§ **WORK TASK**
Search the entries for the word "lookup" and copy each line that has it.
(Beginning of DATA SHOWN)
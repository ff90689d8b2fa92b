//! Opaque revision identifiers.
//!
//! Two binary shapes coexist in storage:
//!
//! * *Tree* revIDs (leading byte != 0): a generation varint followed by a
//!   digest, rendered in ASCII as `hex(generation) "-" hex(digest)`.
//! * *Version-vector* revIDs (leading byte 0): the binary form of a
//!   [`VersionVector`], rendered in ASCII as comma-separated versions.
//!
//! An empty `RevId` is the "never saved" state.

use std::fmt;

use vellum_error::{Result, VellumError};
use vellum_types::varint::{read_uvarint, write_uvarint};

use crate::vector::VersionVector;
use crate::version::{Generation, PeerId, Version};

/// An owned revision-ID byte string.
#[derive(Debug, Clone, PartialEq, Eq, Hash, Default)]
pub struct RevId {
    bytes: Vec<u8>,
}

fn bad(detail: &str) -> VellumError {
    VellumError::bad_revision(detail.to_owned())
}

impl RevId {
    /// The empty ("never saved") revision ID.
    pub fn none() -> Self {
        Self::default()
    }

    /// Wrap raw revision-ID bytes without validating them.
    pub fn from_bytes(bytes: impl Into<Vec<u8>>) -> Self {
        Self {
            bytes: bytes.into(),
        }
    }

    /// Build a tree revID from a generation and digest.
    pub fn tree(generation: Generation, digest: &[u8]) -> Self {
        debug_assert!(generation >= 1);
        let mut bytes = Vec::with_capacity(10 + digest.len());
        write_uvarint(&mut bytes, generation);
        bytes.extend_from_slice(digest);
        Self { bytes }
    }

    /// Serialize a version vector as a revID.
    pub fn from_version_vector(vv: &VersionVector, my_id: PeerId) -> Self {
        Self {
            bytes: vv.to_binary(my_id),
        }
    }

    /// Parse either ASCII form. Tree form contains `-`, vector form `@`.
    pub fn parse_ascii(s: &[u8]) -> Result<Self> {
        if s.contains(&b'@') {
            return Ok(Self::from_version_vector(
                &VersionVector::parse_ascii(s)?,
                PeerId::ME,
            ));
        }
        let dash = s
            .iter()
            .position(|&b| b == b'-')
            .ok_or_else(|| bad("revision ID has neither '-' nor '@'"))?;
        let generation = parse_hex(&s[..dash]).ok_or_else(|| bad("bad generation"))?;
        if generation == 0 {
            return Err(bad("generation 0 is invalid"));
        }
        let digest = parse_hex_bytes(&s[dash + 1..]).ok_or_else(|| bad("bad digest"))?;
        if digest.is_empty() {
            return Err(bad("empty digest"));
        }
        Ok(Self::tree(generation, &digest))
    }

    /// The raw bytes.
    #[inline]
    pub fn as_bytes(&self) -> &[u8] {
        &self.bytes
    }

    /// Whether this is the "never saved" ID.
    #[inline]
    pub fn is_empty(&self) -> bool {
        self.bytes.is_empty()
    }

    /// Whether the bytes are in version-vector form.
    #[inline]
    pub fn is_version_vector(&self) -> bool {
        self.bytes.first() == Some(&0)
    }

    /// The generation: the leading integer of a tree revID, or position 0's
    /// generation of a vector revID. Zero for an empty or unreadable ID.
    pub fn generation(&self) -> Generation {
        if self.is_empty() {
            return 0;
        }
        if self.is_version_vector() {
            VersionVector::read_current_version_from_binary(&self.bytes)
                .map_or(0, |v| v.generation())
        } else {
            read_uvarint(&self.bytes).map_or(0, |(generation, _)| generation)
        }
    }

    /// The digest bytes of a tree revID, or `None` for other shapes.
    pub fn digest(&self) -> Option<&[u8]> {
        if self.is_empty() || self.is_version_vector() {
            return None;
        }
        read_uvarint(&self.bytes).map(|(_, n)| &self.bytes[n..])
    }

    /// Decode position 0 of a vector revID.
    pub fn version(&self) -> Result<Version> {
        VersionVector::read_current_version_from_binary(&self.bytes)
    }

    /// Decode the full version vector of a vector revID.
    pub fn as_version_vector(&self) -> Result<VersionVector> {
        VersionVector::from_binary(&self.bytes)
    }

    /// The ASCII rendering. Empty IDs render as the empty string.
    pub fn ascii(&self, my_id: PeerId) -> String {
        if self.is_empty() {
            return String::new();
        }
        if self.is_version_vector() {
            return match self.as_version_vector() {
                Ok(vv) => vv.ascii(my_id),
                Err(_) => hex(&self.bytes),
            };
        }
        match read_uvarint(&self.bytes) {
            Some((generation, n)) => {
                format!("{:x}-{}", generation, hex(&self.bytes[n..]))
            }
            None => hex(&self.bytes),
        }
    }
}

impl fmt::Display for RevId {
    fn fmt(&self, f: &mut fmt::Formatter<'_>) -> fmt::Result {
        f.write_str(&self.ascii(PeerId::ME))
    }
}

fn hex(bytes: &[u8]) -> String {
    use std::fmt::Write;
    let mut s = String::with_capacity(bytes.len() * 2);
    for b in bytes {
        write!(s, "{b:02x}").expect("write to String");
    }
    s
}

fn parse_hex(s: &[u8]) -> Option<u64> {
    if s.is_empty() || s.len() > 16 {
        return None;
    }
    u64::from_str_radix(std::str::from_utf8(s).ok()?, 16).ok()
}

fn parse_hex_bytes(s: &[u8]) -> Option<Vec<u8>> {
    if s.len() % 2 != 0 {
        return None;
    }
    let text = std::str::from_utf8(s).ok()?;
    (0..s.len())
        .step_by(2)
        .map(|i| u8::from_str_radix(&text[i..i + 2], 16).ok())
        .collect()
}
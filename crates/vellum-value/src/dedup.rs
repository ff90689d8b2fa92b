//! De-duplicating encoder.
//!
//! Wraps an [`Encoder`] and detects repeated array/dict/data values,
//! writing them only once; later appearances become back-references. This
//! turns the encoded tree into a DAG, which is invisible to readers since
//! the data is immutable. Arrays and dicts are matched by node identity,
//! data byte-by-byte; the base encoder already de-duplicates strings.

use std::collections::HashMap;

use crate::codec::Encoder;
use crate::value::Value;

/// See module docs.
pub struct DedupEncoder<'a> {
    enc: &'a mut Encoder,
    written: HashMap<usize, u64>,
    written_data: HashMap<Vec<u8>, u64>,
}

impl<'a> DedupEncoder<'a> {
    /// Wrap an encoder.
    pub fn new(enc: &'a mut Encoder) -> Self {
        Self {
            enc,
            written: HashMap::new(),
            written_data: HashMap::new(),
        }
    }

    /// Write `value`, substituting a back-reference if it has already been
    /// written through this wrapper.
    ///
    /// `depth` is how many levels of nesting to check for duplicates: 0
    /// means just this value, 1 includes its children, and so on.
    pub fn write_value(&mut self, value: &Value, depth: u32) {
        match value {
            Value::Null | Value::Bool(_) | Value::Int(_) | Value::Float(_) | Value::String(_) => {
                self.enc.write_value(value);
            }
            Value::Data(d) => {
                if let Some(&offset) = self.written_data.get(d.as_ref()) {
                    self.enc.write_ref(offset);
                } else {
                    let offset = self.enc.write_data_raw(d);
                    self.written_data.insert(d.to_vec(), offset);
                }
            }
            Value::Array(a) => {
                if let Some(&offset) = self.written.get(&a.ptr_token()) {
                    self.enc.write_ref(offset);
                    return;
                }
                let items = a.to_items();
                let offset = self.enc.begin_array(items.len());
                for item in &items {
                    self.write_child(item, depth);
                }
                self.written.insert(a.ptr_token(), offset);
            }
            Value::Dict(d) => {
                if let Some(&offset) = self.written.get(&d.ptr_token()) {
                    self.enc.write_ref(offset);
                    return;
                }
                let entries = d.to_entries();
                let offset = self.enc.begin_dict(entries.len());
                for (key, item) in &entries {
                    self.enc.write_key(key);
                    self.write_child(item, depth);
                }
                self.written.insert(d.ptr_token(), offset);
            }
        }
    }

    fn write_child(&mut self, value: &Value, depth: u32) {
        if depth > 0 {
            self.write_value(value, depth - 1);
        } else {
            self.enc.write_value(value);
        }
    }
}

#[cfg(test)]
mod tests {
    use super::*;
    use crate::codec::decode;
    use crate::value::{Array, MutableDict};

    fn encode_array(items: Vec<Value>, depth: u32) -> Value {
        let mut enc = Encoder::new();
        {
            let mut dd = DedupEncoder::new(&mut enc);
            dd.write_value(&Value::Array(Array::from_items(items)), depth);
        }
        decode(&enc.finish()).unwrap()
    }

    #[test]
    fn repeated_dict_becomes_shared() {
        let rev = MutableDict::new();
        rev.set("body", Value::string("payload"));
        let rev_value = Value::Dict(rev.as_dict());

        let decoded = encode_array(vec![rev_value.clone(), rev_value.clone()], 3);
        let arr = decoded.as_array().unwrap();
        assert_eq!(arr.len(), 2);
        let a = arr.get(0).unwrap();
        let b = arr.get(1).unwrap();
        assert!(a.is_identical(&b), "second write should be a back-reference");
        assert_eq!(a, rev_value);
    }

    #[test]
    fn repeated_data_matched_by_bytes() {
        let d1 = Value::data([9u8, 9, 9]);
        let d2 = Value::data([9u8, 9, 9]); // distinct Rc, same bytes
        assert!(!d1.is_identical(&d2));

        let decoded = encode_array(vec![d1, d2], 1);
        let arr = decoded.as_array().unwrap();
        assert!(arr.get(0).unwrap().is_identical(&arr.get(1).unwrap()));
    }

    #[test]
    fn depth_limits_child_dedup() {
        let inner = Value::Array(Array::from_items(vec![Value::Int(1), Value::Int(2)]));
        let outer1 = Value::Array(Array::from_items(vec![inner.clone()]));
        let outer2 = Value::Array(Array::from_items(vec![inner]));

        // Depth 1: the outers are checked, their shared child is not.
        let shallow = encode_array(vec![outer1.clone(), outer2.clone()], 1);
        let arr = shallow.as_array().unwrap();
        let c1 = arr.get(0).unwrap().as_array().unwrap().get(0).unwrap();
        let c2 = arr.get(1).unwrap().as_array().unwrap().get(0).unwrap();
        assert_eq!(c1, c2);
        assert!(!c1.is_identical(&c2));

        // Depth 2: the shared child collapses to one node.
        let deep = encode_array(vec![outer1, outer2], 2);
        let arr = deep.as_array().unwrap();
        let c1 = arr.get(0).unwrap().as_array().unwrap().get(0).unwrap();
        let c2 = arr.get(1).unwrap().as_array().unwrap().get(0).unwrap();
        assert!(c1.is_identical(&c2));
    }
}
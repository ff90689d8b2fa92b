//! Depth-first traversal over a value tree.

use crate::value::Value;

/// Visits a value and all of its descendants, depth-first, with the option
/// to skip the children of the value currently in view.
///
/// ```
/// # use vellum_value::{DeepIterator, MutableDict, Value};
/// let root = MutableDict::new();
/// root.set("a", Value::Int(1));
/// let mut it = DeepIterator::new(&Value::Dict(root.as_dict()));
/// let mut seen = 0;
/// while let Some(_v) = it.value() {
///     seen += 1;
///     it.advance();
/// }
/// assert_eq!(seen, 2); // the dict and the int
/// ```
pub struct DeepIterator {
    current: Option<Value>,
    stack: Vec<std::vec::IntoIter<Value>>,
    skip: bool,
}

impl DeepIterator {
    /// Start at `root`. The root itself is the first value visited.
    pub fn new(root: &Value) -> Self {
        Self {
            current: Some(root.clone()),
            stack: Vec::new(),
            skip: false,
        }
    }

    /// The value currently in view, or `None` once the walk is done.
    pub fn value(&self) -> Option<Value> {
        self.current.clone()
    }

    /// Do not descend into the current value's children on the next
    /// [`DeepIterator::advance`].
    pub fn skip_children(&mut self) {
        self.skip = true;
    }

    /// Move to the next value in depth-first order.
    pub fn advance(&mut self) {
        if let Some(current) = self.current.take() {
            if !self.skip {
                match &current {
                    Value::Array(a) => self.stack.push(a.to_items().into_iter()),
                    Value::Dict(d) => {
                        let children: Vec<Value> =
                            d.to_entries().into_iter().map(|(_, v)| v).collect();
                        self.stack.push(children.into_iter());
                    }
                    _ => {}
                }
            }
            self.skip = false;
        }
        while let Some(top) = self.stack.last_mut() {
            if let Some(next) = top.next() {
                self.current = Some(next);
                return;
            }
            self.stack.pop();
        }
        self.current = None;
    }
}

#[cfg(test)]
mod tests {
    use super::*;
    use crate::value::{Array, MutableDict};

    fn tree() -> Value {
        let root = MutableDict::new();
        root.set("n", Value::Int(1));
        root.set(
            "arr",
            Value::Array(Array::from_items(vec![Value::Int(2), Value::Int(3)])),
        );
        let child = MutableDict::new();
        child.set("deep", Value::Int(4));
        root.set("child", Value::Dict(child.as_dict()));
        Value::Dict(root.as_dict())
    }

    #[test]
    fn visits_every_value() {
        let mut it = DeepIterator::new(&tree());
        let mut ints = Vec::new();
        while let Some(v) = it.value() {
            if let Value::Int(i) = v {
                ints.push(i);
            }
            it.advance();
        }
        ints.sort_unstable();
        assert_eq!(ints, vec![1, 2, 3, 4]);
    }

    #[test]
    fn skip_children_prunes_subtree() {
        let mut it = DeepIterator::new(&tree());
        let mut ints = Vec::new();
        while let Some(v) = it.value() {
            match v {
                Value::Array(_) => it.skip_children(),
                Value::Int(i) => ints.push(i),
                _ => {}
            }
            it.advance();
        }
        ints.sort_unstable();
        assert_eq!(ints, vec![1, 4]);
    }

    #[test]
    fn scalar_root() {
        let mut it = DeepIterator::new(&Value::Int(9));
        assert_eq!(it.value(), Some(Value::Int(9)));
        it.advance();
        assert!(it.value().is_none());
    }
}
//! Ordered vectors of version stamps.

use std::collections::HashMap;
use std::fmt;

use vellum_error::{Result, VellumError};

use crate::version::{Generation, PeerId, Version, VersionOrder};

/// An ordered list of [`Version`]s with unique authors.
///
/// Position 0 is the current (most recently written) version. The order of
/// the rest approximates recency; it is preserved by serialization but
/// carries no semantic weight beyond position 0.
#[derive(Debug, Clone, PartialEq, Eq, Default)]
pub struct VersionVector {
    versions: Vec<Version>,
}

fn bad_binary() -> VellumError {
    VellumError::bad_revision("invalid binary version vector")
}

impl VersionVector {
    /// An empty vector.
    pub fn new() -> Self {
        Self::default()
    }

    /// Parse the binary form: a leading `0x00` byte, then each version as
    /// two varints.
    pub fn from_binary(data: &[u8]) -> Result<Self> {
        let mut cur = data;
        match cur.split_first() {
            Some((0, rest)) => cur = rest,
            _ => return Err(bad_binary()),
        }
        let mut versions = Vec::new();
        while !cur.is_empty() {
            versions.push(Version::read_binary(&mut cur)?);
        }
        Ok(Self { versions })
    }

    /// Decode only position 0 of a binary vector, without materializing the
    /// rest.
    pub fn read_current_version_from_binary(data: &[u8]) -> Result<Version> {
        let mut cur = data;
        match cur.split_first() {
            Some((0, rest)) => cur = rest,
            _ => return Err(bad_binary()),
        }
        Version::read_binary(&mut cur)
    }

    /// Serialize to the binary form, substituting `my_id` for the reserved
    /// local peer ID.
    pub fn to_binary(&self, my_id: PeerId) -> Vec<u8> {
        let mut out = Vec::with_capacity(1 + self.versions.len() * 4);
        out.push(0); // leading 0 byte distinguishes it from a tree revID
        for v in &self.versions {
            v.write_binary(&mut out, my_id);
        }
        out
    }

    /// Parse the ASCII form: comma-separated versions. The empty string is
    /// rejected; callers that permit an empty vector handle that case first.
    pub fn parse_ascii(s: &[u8]) -> Result<Self> {
        if s.is_empty() {
            return Err(VellumError::bad_revision("empty version vector string"));
        }
        let mut versions = Vec::new();
        for part in s.split(|&b| b == b',') {
            versions.push(Version::parse_ascii(part)?);
        }
        Ok(Self { versions })
    }

    /// The ASCII form; an empty vector renders as the empty string.
    pub fn ascii(&self, my_id: PeerId) -> String {
        let mut out = String::new();
        for (n, v) in self.versions.iter().enumerate() {
            if n > 0 {
                out.push(',');
            }
            v.write_ascii(&mut out, my_id);
        }
        out
    }

    /// Number of versions.
    #[inline]
    pub fn count(&self) -> usize {
        self.versions.len()
    }

    /// Whether the vector has no versions.
    #[inline]
    pub fn is_empty(&self) -> bool {
        self.versions.is_empty()
    }

    /// The current version (position 0), if any.
    #[inline]
    pub fn current(&self) -> Option<&Version> {
        self.versions.first()
    }

    /// All versions in order.
    #[inline]
    pub fn versions(&self) -> &[Version] {
        &self.versions
    }

    /// The generation this vector records for `author`, or 0 if absent.
    pub fn gen_of_author(&self, author: PeerId) -> Generation {
        self.find_author(author)
            .map_or(0, |i| self.versions[i].generation())
    }

    fn find_author(&self, author: PeerId) -> Option<usize> {
        self.versions.iter().position(|v| v.author() == author)
    }

    /// Compare against a single version.
    ///
    /// `Same` only when the version equals position 0 exactly; `Older` when
    /// the author is unknown or ahead of us; otherwise `Newer`.
    pub fn compare_to_version(&self, v: &Version) -> VersionOrder {
        match self.find_author(v.author()) {
            None => VersionOrder::Older,
            Some(i) => {
                let mine = &self.versions[i];
                if mine.generation() < v.generation() {
                    VersionOrder::Older
                } else if mine.generation() == v.generation() && i == 0 {
                    VersionOrder::Same
                } else {
                    VersionOrder::Newer
                }
            }
        }
    }

    /// Compare two vectors under the version-vector partial order.
    pub fn compare_to(&self, other: &Self) -> VersionOrder {
        let mut order = VersionOrder::Same;
        let mut count_diff = self.count() as isize - other.count() as isize;
        if count_diff < 0 {
            // Other must have versions from authors I don't have.
            order = VersionOrder::Older;
        } else if count_diff > 0 {
            order = VersionOrder::Newer;
        } else if self.versions == other.versions {
            // Identical vectors; skip the per-author walk.
            return VersionOrder::Same;
        }

        for v in &self.versions {
            let other_generation = other.gen_of_author(v.author());
            if v.generation() < other_generation {
                order = order | VersionOrder::Older;
            } else if v.generation() > other_generation {
                order = order | VersionOrder::Newer;
                if other_generation == 0 {
                    // Other lacks this author, so some of its entries must
                    // name authors I lack; once that becomes a certainty,
                    // I'm also older.
                    count_diff -= 1;
                    if count_diff < 0 {
                        order = order | VersionOrder::Older;
                    }
                }
            }
            if order == VersionOrder::Conflicting {
                break;
            }
        }
        order
    }

    /// Bump `author`'s generation and move it to position 0.
    ///
    /// Absent authors enter at generation 1.
    pub fn increment_generation(&mut self, author: PeerId) {
        let mut generation = 1;
        if let Some(i) = self.find_author(author) {
            generation += self.versions[i].generation();
            self.versions.remove(i);
        }
        self.versions.insert(0, Version::new(generation, author));
    }

    /// Append a version. The caller guarantees the author is not already
    /// present.
    pub fn append(&mut self, version: Version) {
        debug_assert!(
            self.find_author(version.author()).is_none(),
            "duplicate author in version vector"
        );
        self.versions.push(version);
    }

    /// Merge with `other`: every author from either side at the maximum of
    /// the two generations, in approximate recency order (this side first).
    #[must_use]
    pub fn merged_with(&self, other: &Self) -> Self {
        let index = |versions: &[Version]| -> HashMap<u64, Generation> {
            versions
                .iter()
                .map(|v| (v.author().0, v.generation()))
                .collect()
        };
        let my_map = index(&self.versions);
        let other_map = index(&other.versions);
        let lookup = |map: &HashMap<u64, Generation>, author: PeerId| -> Generation {
            map.get(&author.0).copied().unwrap_or(0)
        };

        // Walk both vectors in parallel, emitting each side's version when
        // it is at least as new as the other side's entry for that author
        // (strictly newer for the second side, to skip equal duplicates).
        let mut result = Self::new();
        let max_len = self.versions.len().max(other.versions.len());
        for i in 0..max_len {
            if let Some(v) = self.versions.get(i) {
                if v.generation() >= lookup(&other_map, v.author()) {
                    result.versions.push(*v);
                }
            }
            if let Some(v) = other.versions.get(i) {
                if v.generation() > lookup(&my_map, v.author()) {
                    result.versions.push(*v);
                }
            }
        }
        result
    }

    /// Replace an explicit `my_id` author with the reserved local ID, for
    /// portable storage.
    pub fn compact_my_peer_id(&mut self, my_id: PeerId) {
        if let Some(i) = self.find_author(my_id) {
            self.versions[i] = Version::new(self.versions[i].generation(), PeerId::ME);
        }
    }

    /// Replace the reserved local ID with an explicit `my_id`.
    pub fn expand_my_peer_id(&mut self, my_id: PeerId) {
        if let Some(i) = self.find_author(PeerId::ME) {
            self.versions[i] = Version::new(self.versions[i].generation(), my_id);
        }
    }

    /// Whether no version names the reserved local ID.
    pub fn is_expanded(&self) -> bool {
        self.versions.iter().all(|v| !v.author().is_me())
    }

    /// Truncate to at most `max_count` versions, dropping the tail.
    pub fn limit_count(&mut self, max_count: usize) {
        self.versions.truncate(max_count);
    }
}

impl fmt::Display for VersionVector {
    fn fmt(&self, f: &mut fmt::Formatter<'_>) -> fmt::Result {
        f.write_str(&self.ascii(PeerId::ME))
    }
}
(End of DATA SHOWN)
§ **SOLUTION FOR THIS TASK**
        let lookup = |map: &HashMap<u64, Generation>, author: PeerId| -> Generation {
                if v.generation() >= lookup(&other_map, v.author()) {
                if v.generation() > lookup(&my_map, v.author()) {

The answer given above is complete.